All reported incidents are recorded in a decentralized (excel based) standalone system that C-SEMA shares with the government. C-SEMA uses this data to capture analytics around (1) legitimate vs non-legitimate calls (2) case load analysis (3) categorize and analyze cases under Violence, Abuse, Neglect and Exploitation (VANE).

 

Problem

Over the years C-SEMA has been grouping the calls in two major groups – (1) those dealing with child Violence Abuse Neglect and Exploitation (VANE) incidences and (2) Non-VANE incidences. In generating reports for VANE incidences, C-SEMA faced challenges in accurately and seamlessly monitoring where the incidences occur, how effective is the community reporting on those incidences and for better monitoring and decision support, represent the information via a geo-spatial distribution of abuse incidences by age, sex and abuser profile.

 

Solution

C-SEMA wants to exploit data aggregation, manipulation, and visualization skills so they can generate analyses of their disaggregated data in form of maps, line graphs and other charts that will easily help them monitor the trends and show the prevalence of VANE incidences.

 

PROCESS

Based on 2013 – 2016 C-SEMA data for VANE call records, the following outputs were generated

  • Datasets for all VANE calls from 2013 to 2016.

 

  • Data from decentralized excel based system was exported into CSV and JSON file formats that were then combined to form “master files” for legitimate and non-legitimate calls.

 

  • Data analysis and visualization showing the performance of counselors by legitimate calls
    • There were several visualizations generated from the master files that provide information on the efficiency of the counselors in handling VANE calls and how C-SEMA as an organization is dealing with child protection issues.

 

  • Integrating regions population data and shape file, and districts shape file from National Bureau of Statistics (NBS) to show distribution of incidences geographically.

 

  • There are records for legitimate calls missing location details, children sex, appropriate C-SEMA work hours, children age and having age ranges beyond the boundaries of C-SEMA service coverage brought challenges in correct interpreting the data to reflect the work C-SEMA is doing in providing child protection.

 

  • Population projections data for 2013-16 aggregated at regional and national level depicting the impact of VANE incidents at districts level

 

  • In early days C-SEMA had unique codes for each counselor (ANG, CMW, FKA, JFL, MMA, TCD, VTP) but in late 2014 C-SEMA use of unique codes for each counselor was phased out and more than one counselor was using new codes (XX1, XX2, XX3, …) and this was a challenge in later evaluating performance of an individual counselor beyond November 2014.

OUTCOMES & IMPACTS

Based on the work done thus far, C-SEMA will be able to;

  • Identify and monitor trends linked to child abuse

 

  • Geospatial representation of incidences across regions on a map

 

  • Monitor child protection program impact, through evaluation of trends of different VANE incidences over time.

 

  • Evaluate the prevalence of VANE incidences annually and in different regions.
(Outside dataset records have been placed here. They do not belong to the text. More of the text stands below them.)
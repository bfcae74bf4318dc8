//! Concurrent matching of inventory channels against library files.
//!
//! - **Async orchestration**: one tokio task per candidate file, bounded by
//!   a semaphore
//! - **Blocking work**: RESP parsing and comparison run in `spawn_blocking`
//! - **Read-only snapshot**: channel responses are extracted into views
//!   before the scan, so tasks never touch the document

use std::collections::BTreeMap;
use std::path::{Path, PathBuf};
use std::sync::Arc;
use std::sync::atomic::{AtomicBool, AtomicUsize, Ordering};

use futures::future::try_join_all;
use serde::Serialize;
use tokio::sync::Semaphore;

use super::{LibraryLayout, MatchKind, SampleRateIndex};
use crate::binding::{BoundObject, channels};
use crate::diagnostics::Diagnostics;
use crate::equivalence::{
    DEFAULT_TOLERANCE, EquivalenceResult, ResponseView, StageAlignment, are_similar_logger,
    are_similar_sensor, check_float_equal,
};
use crate::error::{LibraryError, LibraryResult, RespResult};
use crate::file_discovery::FileDiscovery;
use crate::resp::{Blockette, parse_resp_file};

const TARGET: &str = "library";

/// Coarse cancellation of a running scan. Files already being compared
/// finish; no new file is started once the flag is set.
#[derive(Debug, Clone, Default)]
pub struct CancellationFlag(Arc<AtomicBool>);

impl CancellationFlag {
    pub fn new() -> Self {
        Self::default()
    }

    pub fn cancel(&self) {
        self.0.store(true, Ordering::SeqCst);
    }

    pub fn is_cancelled(&self) -> bool {
        self.0.load(Ordering::SeqCst)
    }
}

/// A library file whose response matched a channel
#[derive(Debug, Clone, PartialEq, Serialize)]
pub struct LibraryMatch {
    pub path: PathBuf,
    pub alignment: StageAlignment,
}

/// Matches per channel key plus scan statistics
#[derive(Debug, Clone, Default, Serialize)]
pub struct MatchReport {
    pub sensor: BTreeMap<String, Vec<LibraryMatch>>,
    pub logger: BTreeMap<String, Vec<LibraryMatch>>,
    pub files_scanned: usize,
    pub files_pruned: usize,
    pub parse_errors: usize,
    pub cancelled: bool,
}

impl MatchReport {
    pub fn first_sensor(&self, key: &str) -> Option<&LibraryMatch> {
        self.sensor.get(key).and_then(|m| m.first())
    }

    pub fn first_logger(&self, key: &str) -> Option<&LibraryMatch> {
        self.logger.get(key).and_then(|m| m.first())
    }

    /// Channel keys with more than one match of either kind
    pub fn multiple_matches(&self) -> Vec<&str> {
        let mut keys: Vec<&str> = self
            .sensor
            .iter()
            .chain(&self.logger)
            .filter(|(_, m)| m.len() > 1)
            .map(|(k, _)| k.as_str())
            .collect();
        keys.sort_unstable();
        keys.dedup();
        keys
    }
}

/// Scan tuning
#[derive(Debug, Clone)]
pub struct ScanOptions {
    pub kind: MatchKind,
    pub max_concurrent: usize,
    pub multiple_match_warning: bool,
}

impl Default for ScanOptions {
    fn default() -> Self {
        Self {
            kind: MatchKind::Both,
            max_concurrent: num_cpus::get(),
            multiple_match_warning: true,
        }
    }
}

/// Channel data the scan needs, copied out of the document
#[derive(Debug, Clone)]
struct ChannelTarget {
    key: String,
    sample_rate: Option<f64>,
    response: ResponseView,
}

type Matcher = fn(&ResponseView, &[Blockette]) -> RespResult<EquivalenceResult>;

enum FileOutcome {
    Compared(Vec<(String, LibraryMatch)>),
    Failed,
    Skipped,
}

fn channel_targets(root: &BoundObject, diagnostics: &dyn Diagnostics) -> Vec<ChannelTarget> {
    channels(root)
        .into_iter()
        .filter_map(|c| {
            let key = c.key();
            let Some(response) = c.response() else {
                diagnostics.debug(TARGET, &format!("{} has no Response", key));
                return None;
            };
            Some(ChannelTarget {
                sample_rate: c.channel.object("SampleRate").and_then(BoundObject::value_of),
                response: ResponseView::from_object(response),
                key,
            })
        })
        .collect()
}

/// Parse one file and compare it with the selected channels
fn compare_file(
    path: &Path,
    targets: &[ChannelTarget],
    selected: &[usize],
    matcher: Matcher,
) -> RespResult<Vec<(String, LibraryMatch)>> {
    let blockettes = parse_resp_file(path)?;
    let mut matches = Vec::new();
    for &i in selected {
        let target = &targets[i];
        let result = matcher(&target.response, &blockettes)?;
        if result.matched
            && let Some(alignment) = result.alignment
        {
            log::debug!("{} matches {}", target.key, path.display());
            matches.push((
                target.key.clone(),
                LibraryMatch {
                    path: path.to_path_buf(),
                    alignment,
                },
            ));
        }
    }
    Ok(matches)
}

/// Matches channels of a document against a response library
pub struct LibraryScanner {
    layout: LibraryLayout,
    options: ScanOptions,
    index: Option<Arc<SampleRateIndex>>,
    discovery: FileDiscovery,
    cancel: CancellationFlag,
}

impl LibraryScanner {
    pub fn new(layout: LibraryLayout, options: ScanOptions) -> Self {
        Self {
            layout,
            options,
            index: None,
            discovery: FileDiscovery::new(),
            cancel: CancellationFlag::new(),
        }
    }

    /// Prune datalogger candidates whose indexed rate differs from the
    /// channel sample rate
    pub fn with_index(mut self, index: SampleRateIndex) -> Self {
        self.index = Some(Arc::new(index));
        self
    }

    pub fn with_discovery(mut self, discovery: FileDiscovery) -> Self {
        self.discovery = discovery;
        self
    }

    pub fn with_cancellation(mut self, cancel: CancellationFlag) -> Self {
        self.cancel = cancel;
        self
    }

    pub fn cancellation(&self) -> CancellationFlag {
        self.cancel.clone()
    }

    pub fn layout(&self) -> &LibraryLayout {
        &self.layout
    }

    /// Compare every channel with a response against the library
    pub async fn scan(
        &self,
        root: &BoundObject,
        diagnostics: &dyn Diagnostics,
    ) -> LibraryResult<MatchReport> {
        let targets = Arc::new(channel_targets(root, diagnostics));
        let mut report = MatchReport::default();
        if targets.is_empty() {
            diagnostics.warn(TARGET, "no channel with a Response to match");
            return Ok(report);
        }

        if self.options.kind.includes_sensors() {
            let files = self.discovery.discover_files(&self.layout.sensors).await?;
            let all: Vec<usize> = (0..targets.len()).collect();
            let candidates = files.into_iter().map(|f| (f, all.clone())).collect();
            let sensor = self
                .run(candidates, &targets, are_similar_sensor, &mut report)
                .await?;
            report.sensor = sensor;
        }

        if self.options.kind.includes_loggers() {
            let files = self
                .discovery
                .discover_files(&self.layout.dataloggers)
                .await?;
            let mut candidates = Vec::with_capacity(files.len());
            for file in files {
                let selected = self.logger_candidates(&file, &targets);
                if selected.is_empty() {
                    report.files_pruned += 1;
                } else {
                    candidates.push((file, selected));
                }
            }
            let logger = self
                .run(candidates, &targets, are_similar_logger, &mut report)
                .await?;
            report.logger = logger;
        }

        report.cancelled = self.cancel.is_cancelled();
        if report.cancelled {
            diagnostics.warn(TARGET, "library scan cancelled, results are partial");
        }
        if self.options.multiple_match_warning {
            for key in report.multiple_matches() {
                diagnostics.warn(TARGET, &format!("MultipleMatch {}", key));
            }
        }
        log::info!(
            "scanned {} files ({} pruned, {} parse errors)",
            report.files_scanned,
            report.files_pruned,
            report.parse_errors
        );
        Ok(report)
    }

    /// Channels worth comparing with a datalogger file. Files missing from
    /// the index, and channels without a sample rate, are never pruned.
    fn logger_candidates(&self, file: &Path, targets: &[ChannelTarget]) -> Vec<usize> {
        let rate = self.index.as_ref().and_then(|index| index.rate_for(file));
        targets
            .iter()
            .enumerate()
            .filter(|(_, t)| match (t.sample_rate, rate) {
                (Some(channel_rate), Some(file_rate)) => {
                    check_float_equal("SampleRate", channel_rate, file_rate, DEFAULT_TOLERANCE)
                        .matched
                }
                _ => true,
            })
            .map(|(i, _)| i)
            .collect()
    }

    async fn run(
        &self,
        candidates: Vec<(PathBuf, Vec<usize>)>,
        targets: &Arc<Vec<ChannelTarget>>,
        matcher: Matcher,
        report: &mut MatchReport,
    ) -> LibraryResult<BTreeMap<String, Vec<LibraryMatch>>> {
        let semaphore = Arc::new(Semaphore::new(self.options.max_concurrent.max(1)));
        let failures = Arc::new(AtomicUsize::new(0));

        let tasks: Vec<_> = candidates
            .into_iter()
            .map(|(path, selected)| {
                let semaphore = Arc::clone(&semaphore);
                let targets = Arc::clone(targets);
                let failures = Arc::clone(&failures);
                let cancel = self.cancel.clone();

                tokio::spawn(async move {
                    let _permit = semaphore.acquire_owned().await.map_err(|_| {
                        LibraryError::Concurrency {
                            details: "Failed to acquire scan semaphore".to_string(),
                        }
                    })?;
                    if cancel.is_cancelled() {
                        return Ok(FileOutcome::Skipped);
                    }

                    let outcome = tokio::task::spawn_blocking(move || {
                        compare_file(&path, &targets, &selected, matcher).map_err(|e| (path, e))
                    })
                    .await
                    .map_err(|e| LibraryError::Concurrency {
                        details: format!("Task join error: {}", e),
                    })?;

                    Ok::<FileOutcome, LibraryError>(match outcome {
                        Ok(matches) => FileOutcome::Compared(matches),
                        Err((path, e)) => {
                            failures.fetch_add(1, Ordering::SeqCst);
                            log::warn!("no match for {}: {}", path.display(), e);
                            FileOutcome::Failed
                        }
                    })
                })
            })
            .collect();

        let outcomes = try_join_all(tasks)
            .await
            .map_err(|e| LibraryError::Concurrency {
                details: format!("Task join error: {}", e),
            })?;

        let mut merged: BTreeMap<String, Vec<LibraryMatch>> = BTreeMap::new();
        for outcome in outcomes {
            match outcome? {
                FileOutcome::Compared(matches) => {
                    report.files_scanned += 1;
                    for (key, m) in matches {
                        merged.entry(key).or_default().push(m);
                    }
                }
                FileOutcome::Failed => report.files_scanned += 1,
                FileOutcome::Skipped => {}
            }
        }
        report.parse_errors += failures.load(Ordering::SeqCst);

        for matches in merged.values_mut() {
            matches.sort_by(|a, b| a.path.cmp(&b.path));
        }
        Ok(merged)
    }
}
As it is shown the rate was 0.85, 1.1, 0.17 and 0.18 per 100,000 in the years 2013, 2014, 2015 and 2016 respectively, and the leading regions in the year 2014 were Kagera, Mara, Arusha, Dar es Salaam and Kilimanjaro, with rates of higher than 1 per 100,000 population.

 

KEY COLLABORATOR

Key collaborators for this project are as follows;

C-SEMA: Is the main project monitor and implementer, they run the children helpline service in Tanzania mainland.

M-CEMA

Tanzania Data Lab (dLab): A national data hub to promote data innovations, literacy, data use and multi-stakeholder data collaborators.

dlab

Ministry of Health, Community Development, Gender, Elderly and Children (MoHCDGEC): They are the first beneficiary of the interventions conducted by C-SEMA as C-SEMA reports to the ministry on the successes, failures and statuses of the initiative.

 National Emblame

DESCRIPTORS:

C-SEMA: C-SEMA is an organization focused in providing social welfare services and working on issues such as child health, education, nutrition and justice. Its focus groups are children of between 7 and 18 years old and it implements the monitoring through toll-free “National Helpline” (116)

dLab:  A national data hub to promote data innovations, literacy, data use and multi-stakeholder data collaborations.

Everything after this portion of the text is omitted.